Chapter 2 — Shallow ML Refresher: Linear Models
Chapter 2 — Shallow ML Refresher: Linear Models
Unit I · Introduction to Deep Learning
1. Linear Classifiers
A linear classifier partitions the input space with a hyperplane: \(\hat{y} = \text{sign}(w^\top x + b)\). For probabilistic output, logistic regression maps the linear score through the sigmoid: \(P(y=1|x) = \sigma(w^\top x + b) = \frac{1}{1+e^{-(w^\top x+b)}}\).
Training minimises cross-entropy loss with gradient descent:
\[\mathcal{L} = -\frac{1}{N}\sum_{i=1}^N \left[y_i \log\hat{p}_i + (1-y_i)\log(1-\hat{p}_i)\right]\]
For multi-class, the softmax function generalises the sigmoid: \(\hat{p}_k = \frac{e^{z_k}}{\sum_j e^{z_j}}\).
Exam-ready points- Linear regression loss: MSE \(= \frac{1}{N}\sum(y_i - \hat{y}_i)^2\).
- Logistic regression: binary cross-entropy loss, sigmoid output.

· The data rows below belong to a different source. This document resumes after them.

#[cfg(feature = "wgpu")]
impl Renderer {
    /// Creates a renderer on top of a borrowed wgpu context.
    ///
    /// The context (instance and adapter behind `device`/`queue`) stays
    /// owned by the caller and must outlive the renderer. Frames are
    /// replayed through [`Self::record`].
    pub fn new(device: Arc<Device>, queue: Arc<Queue>, options: RendererOptions) -> Result<Self> {
        let engine = WgpuEngine::new(device, queue, &options)?;
        Ok(Self {
            options,
            engine,
            batch: FrameBatch::new(),
            textures: TextureStore::new(),
            target: RenderTarget::External,
        })
    }

    /// Creates a renderer that owns presentation on the given surface.
    ///
    /// `options.target_format` is overridden with the surface's format.
    pub fn for_surface(
        context: &RenderContext,
        surface: RenderSurface<'static>,
        options: RendererOptions,
    ) -> Result<Self> {
        let handle = context
            .devices
            .get(surface.dev_id)
            .ok_or(Error::NoCompatibleDevice)?;
        let options = RendererOptions {
            target_format: surface.format,
            ..options
        };
        let mut renderer = Self::new(handle.device.clone(), handle.queue.clone(), options)?;
        renderer.target = RenderTarget::Surface(surface);
        Ok(renderer)
    }

    /// Starts a new frame: resets all stored draw calls and sets the
    /// viewport applied to every encode until the next `start`.
    pub fn start(&mut self, width: u32, height: u32) {
        self.batch.start(width, height);
    }

    /// Discards the current frame.
    ///
    /// Deliberately a no-op: `start` already truncates the previous frame,
    /// so there is nothing to undo before then.
    pub fn cancel(&mut self) {}

    /// Fills the given paths with the given paint.
    ///
    /// `bounds` is an advisory bounding box of the filled region and is
    /// unused here.
    pub fn fill(
        &mut self,
        paint: &Paint,
        scissor: &Scissor,
        fringe: f32,
        bounds: Option<[f32; 4]>,
        paths: &[PathVertices<'_>],
    ) {
        let _ = bounds;
        let (uniforms, texture) = self.encode(paint, scissor, fringe, fringe);
        self.batch
            .push_fill(uniforms, texture, paths, self.options.edge_antialiasing);
    }

    /// Strokes the given paths with the given paint.
    pub fn stroke(
        &mut self,
        paint: &Paint,
        scissor: &Scissor,
        fringe: f32,
        stroke_width: f32,
        paths: &[PathVertices<'_>],
    ) {
        let (uniforms, texture) = self.encode(paint, scissor, fringe, stroke_width);
        self.batch.push_stroke(uniforms, texture, paths);
    }

    /// Renders the given vertices as a triangle list with the given paint.
    pub fn triangles(&mut self, paint: &Paint, scissor: &Scissor, vertices: &[Vertex]) {
        let (uniforms, texture) = self.encode(paint, scissor, 1.0, 1.0);
        self.batch.push_triangles(uniforms, texture, vertices);
    }

    fn encode(
        &self,
        paint: &Paint,
        scissor: &Scissor,
        fringe: f32,
        stroke_width: f32,
    ) -> (DrawUniforms, Option<TextureId>) {
        let format = paint
            .image
            .and_then(|id| self.textures.get(id))
            .map(Texture::format);
        if paint.image.is_some() && format.is_none() {
            log::warn!(
                "paint references unknown texture {}; drawing untextured",
                paint.image.map_or(0, TextureId::to_raw),
            );
        }
        let uniforms = DrawUniforms::encode(
            paint,
            scissor,
            fringe,
            stroke_width,
            self.batch.view_size(),
            format,
        );
        (uniforms, format.and(paint.image))
    }

    /// Flushes the current frame.
    ///
    /// In the managed presentation mode this uploads, renders onto the next
    /// swapchain image, presents, and blocks until the device has finished,
    /// after which retired textures are released. In the external mode it
    /// only stages the frame's uploads and bind groups; follow with
    /// [`Self::record`] in a render pass of the caller's command encoder.
    /// There is no rollback once uploading begins: a failed flush leaves the
    /// renderer in an undefined state that requires re-construction.
    pub fn flush(&mut self) -> Result<()> {
        if self.batch.is_empty() {
            return Ok(());
        }
        self.engine.prepare(&self.batch)?;
        let RenderTarget::Surface(surface) = &self.target else {
            return Ok(());
        };

        let list = DrawList::record(&self.batch);
        let frame = surface.surface.get_current_texture()?;
        let view = frame
            .texture
            .create_view(&wgpu::TextureViewDescriptor::default());
        let mut encoder = self
            .engine
            .device()
            .create_command_encoder(&wgpu::CommandEncoderDescriptor {
                label: Some("filigree frame"),
            });
        {
            let mut pass = encoder.begin_render_pass(&wgpu::RenderPassDescriptor {
                label: Some("filigree frame"),
                color_attachments: &[Some(wgpu::RenderPassColorAttachment {
                    view: &view,
                    resolve_target: None,
                    ops: wgpu::Operations {
                        load: wgpu::LoadOp::Clear(wgpu::Color::BLACK),
                        store: wgpu::StoreOp::Store,
                    },
                })],
                depth_stencil_attachment: None,
                timestamp_writes: None,
                occlusion_query_set: None,
            });
            self.engine.execute(&list, &mut pass);
        }
        self.engine.queue().submit(Some(encoder.finish()));
        frame.present();
        let _ = self.engine.device().poll(wgpu::Maintain::Wait);
        self.engine.drain_retired();
        self.batch.clear();
        Ok(())
    }

    /// Records the prepared frame's draw commands into a caller-supplied
    /// render pass.
    ///
    /// [`Self::flush`] must have run for this frame so the uploads and bind
    /// groups exist; they remain valid until the next draw submission or
    /// `start`. The pass must target a color attachment in the configured
    /// `target_format`. Deciding when (or whether) to wait on the submitted
    /// work is the caller's contract, including making sure any texture
    /// deleted afterwards is no longer in flight.
    pub fn record(&self, pass: &mut wgpu::RenderPass<'_>) {
        let list = DrawList::record(&self.batch);
        self.engine.execute(&list, pass);
    }

    /// Creates a texture and returns its id.
    ///
    /// `data`, when given, seeds the full texture extent and must be tightly
    /// packed row-major pixels.
    pub fn create_texture(
        &mut self,
        format: TextureFormat,
        width: u32,
        height: u32,
        data: Option<&[u8]>,
    ) -> Result<TextureId> {
        if let Some(data) = data {
            let expected = width as usize * height as usize * format.bytes_per_pixel() as usize;
            assert_eq!(
                data.len(),
                expected,
                "initial pixels must be tightly packed"
            );
        }
        let id = self.textures.insert(format, width, height);
        match self.engine.create_image(id, format, width, height, data) {
            Ok(()) => Ok(id),
            Err(err) => {
                // The id stays consumed; ids are never reissued.
                self.textures.remove(id);
                Err(err)
            }
        }
    }

    /// Deletes the texture with the given id, returning `false` if it could
    /// not be found. The backing image is released after the next blocking
    /// flush, so frames already recorded against it stay valid.
    pub fn delete_texture(&mut self, id: TextureId) -> bool {
        if self.textures.remove(id) {
            self.engine.retire_image(id);
            true
        } else {
            false
        }
    }

    /// Returns the texture with the given id.
    pub fn texture(&self, id: TextureId) -> Option<&Texture> {
        self.textures.get(id)
    }

    /// Replaces pixel content of a texture. Returns `false` for an unknown id.
    ///
    /// `offset` and `extent` describe the dirty region, but `data` must
    /// still cover the entire texture extent: only full-extent uploads are
    /// performed. A true sub-region update is a documented limitation of
    /// this contract, not a guarantee.
    pub fn update_texture(
        &mut self,
        id: TextureId,
        offset: [u32; 2],
        extent: [u32; 2],
        data: &[u8],
    ) -> bool {
        let _ = (offset, extent);
        let Some(texture) = self.textures.get(id) else {
            return false;
        };
        assert_eq!(data.len(), texture.data_len(), "data must cover the full extent");
        self.engine
            .update_image(id, texture.format(), texture.width(), texture.height(), data)
    }
}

- Gradient update: \(w \leftarrow w - \eta \nabla_w \mathcal{L}\).
2. Linear Separability
A dataset is linearly separable if a hyperplane exists that correctly classifies all points. XOR is the classic non-linearly separable problem — no single line can separate the four XOR points.
The perceptron convergence theorem guarantees convergence iff data is linearly separable. When data is not, we need either: (a) a kernel trick (SVM), or (b) feature transforms, or (c) multi-layer networks.
- Minsky & Papert (1969) showed a single-layer perceptron cannot solve XOR — this led to the first "AI winter".
- Multi-layer networks overcome linear separability limits via non-linear activations.
3. Feature Transforms
A feature transform \(\phi: \mathbb{R}^d \to \mathbb{R}^D\) maps the input to a higher-dimensional (or different) space where a linear classifier succeeds. Examples: polynomial features \((x_1, x_2) \to (x_1, x_2, x_1^2, x_2^2, x_1 x_2)\), radial basis functions, Fourier features.
SVMs use the kernel trick: \(K(x,x') = \phi(x)^\top \phi(x')\) computed implicitly, avoiding explicit high-dimensional mapping. Common kernels: RBF \(K = e^{-\gamma\|x-x'\|^2}\), polynomial \(K = (x^\top x' + c)^d\).
Exam-ready points- Feature transforms are the shallow equivalent of learned hidden layers in deep networks.
- RBF SVM is a universal classifier but requires careful \(\gamma\) and \(C\) tuning.
- Deep networks learn \(\phi\) end-to-end rather than designing it manually.
Worked Example — Logistic Regression gradient step
import numpy as np
# Single sample gradient update
x = np.array([1.0, 2.0]); y = 1; w = np.array([0.1, -0.2]); b = 0.0; lr = 0.1
z = w @ x + b # linear score
p = 1 / (1 + np.exp(-z)) # sigmoid → p ≈ 0.475
loss = -y * np.log(p) # binary cross-entropy
dw = (p - y) * x # gradient w.r.t. w
db = (p - y) # gradient w.r.t. b
w -= lr * dw; b -= lr * db # update
print(f"loss={loss:.4f}, w={w}, b={b:.4f}")
Exercises
- Derive the gradient of binary cross-entropy loss with respect to \(w\).
- Show that XOR is not linearly separable by exhaustive enumeration.
- Using polynomial features of degree 2 on inputs \((x_1, x_2)\), write out all basis functions.
Viva Questions
- What is the decision boundary of a logistic regression classifier?
- Why is XOR a problem for single-layer perceptrons?
- Explain the kernel trick in SVMs.
- What is the difference between L1 and L2 regularisation effects on weights?
- How does the softmax function generalise the sigmoid to multi-class problems?